Letter from the Editors
Can climate change be stopped? If so, Indo-Pacific countries will be a key part of the effort.
Welcome to the December 2020 issue of The Diplomat Magazine.
If 2020 had a silver lining, it’s this: As the COVID-19 pandemic brought global economic activity to a screeching halt, it gave strength to calls to reimagine a more sustainable path for future development. China, Japan, and South Korea expressed new commitments to a zero-emissions future, while in the United States President-elect Joe Biden outlined the country’s most ambitious climate action plan yet. Will the global community finally take meaningful action on climate change? The countries of the Indo-Pacific region will be a key part of answer – for better or for worse.

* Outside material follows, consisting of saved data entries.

//! Rate-limit-aware synchronization client for the Meta Marketing API: throttle classification,
//! backoff resolution, cursor paging, credential renewal, and requeueing job envelopes.

#![deny(clippy::all, missing_docs, unused_crate_dependencies)]

pub mod auth;
pub mod client;
pub mod clock;
pub mod config;
pub mod error;
pub mod gate;
pub mod http;
pub mod job;
pub mod obs;
pub mod paging;
pub mod ratelimit;
pub mod resource;
pub mod sink;
pub mod store;
pub mod sync;
#[cfg(all(any(test, feature = "test"), feature = "reqwest"))]
pub mod _preludet {
	//! Convenience re-exports and helpers for integration tests; enabled via `cfg(test)` or the
	//! `test` crate feature.

	pub use crate::_prelude::*;

	// self
	use crate::{
		auth::{Connection, ConnectionId},
		client::GraphClient,
		config::ClientConfig,
		gate::{ExchangeRenewer, FreshnessGate},
		http::ReqwestTransport,
		store::{ConnectionStore, MemoryConnectionStore},
	};

	/// Graph client type alias used by reqwest-backed integration tests.
	pub type ReqwestTestClient = GraphClient<ReqwestTransport>;

	/// Builds a client config pointed at a mock server base URL.
	pub fn test_config(base_url: &str) -> ClientConfig {
		ClientConfig::builder()
			.base_url(Url::parse(base_url).expect("Mock server base URL should parse."))
			.app_credentials("app-test", "app-secret-test")
			.build()
			.expect("Test client config should be valid.")
	}

	/// Builds a reqwest transport that accepts the self-signed certificates produced by
	/// `httpmock` during tests.
	pub fn test_reqwest_transport(config: &ClientConfig) -> ReqwestTransport {
		let client = ReqwestClient::builder()
			.danger_accept_invalid_certs(true)
			.danger_accept_invalid_hostnames(true)
			.timeout(config.timeout.unsigned_abs())
			.build()
			.expect("Failed to build insecure Reqwest client for tests.");

		ReqwestTransport::with_client(config, client)
			.expect("Reqwest transport should accept the test config.")
	}

	/// Constructs a [`GraphClient`] backed by an in-memory connection store and the reqwest
	/// transport used across integration tests.
	pub fn build_reqwest_test_client(
		config: &ClientConfig,
	) -> (ReqwestTestClient, Arc<MemoryConnectionStore>) {
		let store_backend = Arc::new(MemoryConnectionStore::default());
		let store: Arc<dyn ConnectionStore> = store_backend.clone();
		let transport = Arc::new(test_reqwest_transport(config));
		let renewer = Arc::new(ExchangeRenewer::new(config, transport.clone()));
		let gate = Arc::new(FreshnessGate::new(config, store, renewer));
		let client = GraphClient::new(config, transport, gate);

		(client, store_backend)
	}

	/// Connection fixture with a token that stays valid well past the renewal buffer.
	pub fn long_lived_connection(id: &str, token: &str) -> Connection {
		Connection::new(ConnectionId::new(id).expect("Connection fixture id should be valid."))
			.with_access_token(token)
			.with_expires_at(OffsetDateTime::now_utc() + Duration::days(60))
	}
}

mod _prelude {
	pub use std::{
		collections::{BTreeMap, BTreeSet, HashMap, VecDeque},
		error::Error as StdError,
		fmt::{Debug, Display, Formatter, Result as FmtResult},
		future::Future,
		pin::Pin,
		str::FromStr,
		sync::Arc,
	};

	pub use async_lock::Mutex as AsyncMutex;
	pub use parking_lot::{Mutex, RwLock};
	#[cfg(feature = "reqwest")]
	pub use reqwest::{Client as ReqwestClient, Error as ReqwestError};
	pub use serde::{Deserialize, Serialize};
	pub use serde_json::Value as JsonValue;
	pub use thiserror::Error as ThisError;
	pub use time::{Duration, OffsetDateTime};
	pub use url::Url;

	pub use crate::error::{Error, Result};
}

#[cfg(feature = "reqwest")] pub use reqwest;
pub use url;
#[cfg(test)] use {color_eyre as _, httpmock as _, tokio as _};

In our cover story, Scott Moore, a senior fellow at the Water Center at Penn and lecturer in the Department of Political Science at the University of Pennsylvania, examines the starkly different global context for present and future climate action. “Ambitious climate action... is increasingly driven not by a vision of cooperation, but one of geopolitical competition,” he writes, with countries like China and the United States competing both for global leadership but also for ownership of the key technologies that will power a carbon-neutral world. Ironically, that shift to a zero-sum outlook on climate issues might be the key to a zero-carbon future, as governments channel more funds to foster clean energy and carbon capture innovations.
Speaking of geopolitics and climate change, in our next article Matt McDonald explores how Australia’s climate change recalcitrance is jeopardizing its diplomacy with the Pacific Island states – a region where Canberra sees its influence increasingly contested by Beijing. Amid growing concern at home and existential dread among its nearest neighbors, “Changing international winds risk severely isolating Australia and challenging the very rationale for Australian climate policy,” McDonald, an associate professor in the School of Political Science and International Studies at the University of Queensland, argues.
Southeast Asia, as journalist Nithin Coca explains, is the world’s most densely populated biodiversity hotspot, which places special strain on its unique habitats and diverse wildlife. Meanwhile, deforestation and wildlife trafficking raise the risk of another pandemic similar to COVID-19, as wild animals (and their pathogens) are forced into ever-closer contact with humans. The region now sits at a crossroads: Will Southeast Asian countries like Vietnam lead the way toward wildlife protection and habitat preservation, with an eye on preventing the next pandemic? Or will economic desperation in the wake of COVID-19 cause leaders to double down on development at all costs?
Finally, Kabul-based journalist Ezzatullah Mehrdad explores Afghanistan’s other war: the fight against the invisible forces of climate change. The country is already seeing the devastating impact of rapidly melting glaciers in the Hindu Kush. Climate change is causing deadly flash floods during the rainy season, followed by droughts as the steady drip of melting snow no longer reliably feeds into Afghan rivers. Given Afghanistan’s economic reliance on agriculture and already-extreme poverty, climate change could ultimately prove as devastating as decades of war.
We hope you enjoy these stories and the many more inside these pages.